Some of the season’s most expensive ensembles come from a new character, Gregory Elliott Dupree, a fashion designer (Jeremy O. Harris). He initially arrives at Saint-Tropez wearing a green and white Casablanca fake fur coat over his shoulders and a floppy Patou hat.

“The reality is, Jeremy O. Harris was clothed when he went through the door,” Ms. Field explained. “I’m thinking, ‘Perfect.'” ‘I don’t have any employment.'”

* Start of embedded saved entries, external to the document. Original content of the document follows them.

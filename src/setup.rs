//! Ordered socket configuration sequences for Neighbor Discovery sockets.
//!
//! Each setup function is a blocking sequence of kernel configuration calls
//! on a caller-owned socket. No state is retained between calls; distinct
//! sockets are fully independent. A step failure aborts the remaining
//! steps and surfaces immediately — nothing already applied is rolled
//! back, so a failed call can leave the socket partially configured.

use crate::error::NdSockError;
use crate::filter::{
    icmpv6_type_filter, sock_filter, ND_NEIGHBOR_ADVERT, ND_NEIGHBOR_SOLICIT, ND_ROUTER_SOLICIT,
};
use crate::icmp6::Icmp6Filter;

/// Hop limit restricting ND traffic to link-local scope (RFC 4861 §4).
pub const LINK_LOCAL_HOP_LIMIT: i32 = 255;

/// The all-routers link-local multicast group, ff02::2.
pub const ALL_ROUTERS_MULTICAST: [u8; 16] = [0xff, 2, 0, 0, 0, 0, 0, 0, 0, 0, 0, 0, 0, 0, 0, 2];

/// Kernel-facing mutations used by the setup sequences.
///
/// One method per distinct kernel operation, so the ordering and
/// abort-on-failure behavior of the sequences can be exercised against a
/// recording stub. The production implementation is
/// [`SysSocket`](crate::sys::SysSocket).
pub trait SocketOps {
    /// Attach a classic BPF classifier (`SO_ATTACH_FILTER`).
    fn attach_classifier(&mut self, prog: &[sock_filter]) -> Result<(), NdSockError>;
    /// Install a protocol-level ICMPv6 type filter (`ICMPV6_FILTER`).
    fn set_icmp6_filter(&mut self, filter: &Icmp6Filter) -> Result<(), NdSockError>;
    /// Set the multicast hop limit (`IPV6_MULTICAST_HOPS`).
    fn set_multicast_hops(&mut self, hops: i32) -> Result<(), NdSockError>;
    /// Set the unicast hop limit (`IPV6_UNICAST_HOPS`).
    fn set_unicast_hops(&mut self, hops: i32) -> Result<(), NdSockError>;
    /// Enable or disable multicast loopback (`IPV6_MULTICAST_LOOP`).
    fn set_multicast_loop(&mut self, enabled: bool) -> Result<(), NdSockError>;
    /// Select the outbound multicast interface (`IPV6_MULTICAST_IF`).
    fn set_multicast_interface(&mut self, ifindex: u32) -> Result<(), NdSockError>;
    /// Bind to the unspecified address `[::]:0`.
    fn bind_wildcard(&mut self) -> Result<(), NdSockError>;
    /// Join ff02::2 scoped to `ifindex` (`IPV6_JOIN_GROUP`).
    fn join_all_routers(&mut self, ifindex: u32) -> Result<(), NdSockError>;
}

/// Configure a socket to receive only Neighbor Advertisement messages.
pub fn setup_na_socket(sock: &mut impl SocketOps) -> Result<(), NdSockError> {
    sock.attach_classifier(&icmpv6_type_filter(ND_NEIGHBOR_ADVERT))
}

/// Configure a socket to receive only Neighbor Solicitation messages.
pub fn setup_ns_socket(sock: &mut impl SocketOps) -> Result<(), NdSockError> {
    sock.attach_classifier(&icmpv6_type_filter(ND_NEIGHBOR_SOLICIT))
}

/// Fully configure a socket to receive only Router Solicitation messages
/// on the link identified by `ifindex`.
///
/// The ICMPv6 filter is installed first: once group membership and the
/// wildcard bind are in place the socket can start receiving, and at that
/// point only the expected message type may pass. Hop limits and loopback
/// are likewise set before the group join so that protocol-correct limits
/// are active from the first received packet.
///
/// `ifindex` is passed through opaquely; 0 selects no specific interface
/// and the kernel decides whether that is acceptable per option.
pub fn setup_rs_socket(sock: &mut impl SocketOps, ifindex: u32) -> Result<(), NdSockError> {
    let mut rs_only = Icmp6Filter::block_all();
    rs_only.set_pass(ND_ROUTER_SOLICIT);
    sock.set_icmp6_filter(&rs_only)?;

    sock.set_multicast_hops(LINK_LOCAL_HOP_LIMIT)?;
    sock.set_unicast_hops(LINK_LOCAL_HOP_LIMIT)?;
    sock.set_multicast_loop(false)?;
    sock.set_multicast_interface(ifindex)?;
    sock.bind_wildcard()?;
    sock.join_all_routers(ifindex)?;
    Ok(())
}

While Ms. Fitoussi has a special fondness for Gregory — “If I were a male, I would look just like Gregory Dupree” — she strongly relates with Emily in Paris design sense. “I’m usually bright, and I blend patterns since I used to be a textile designer,” she explained. “In Paris, they refer to me as ‘the parrot,’ or ‘the clown.'”

The objective, according to her, is for Emily to keep her strong sensibility even while she learns the language and habits of her new city.

“I don’t want her to appear like your average French girl,” Ms. Fitoussi explained. “I don’t want to clone what’s French or what’s meant to be French fashion.” I’ll fail if I do it.”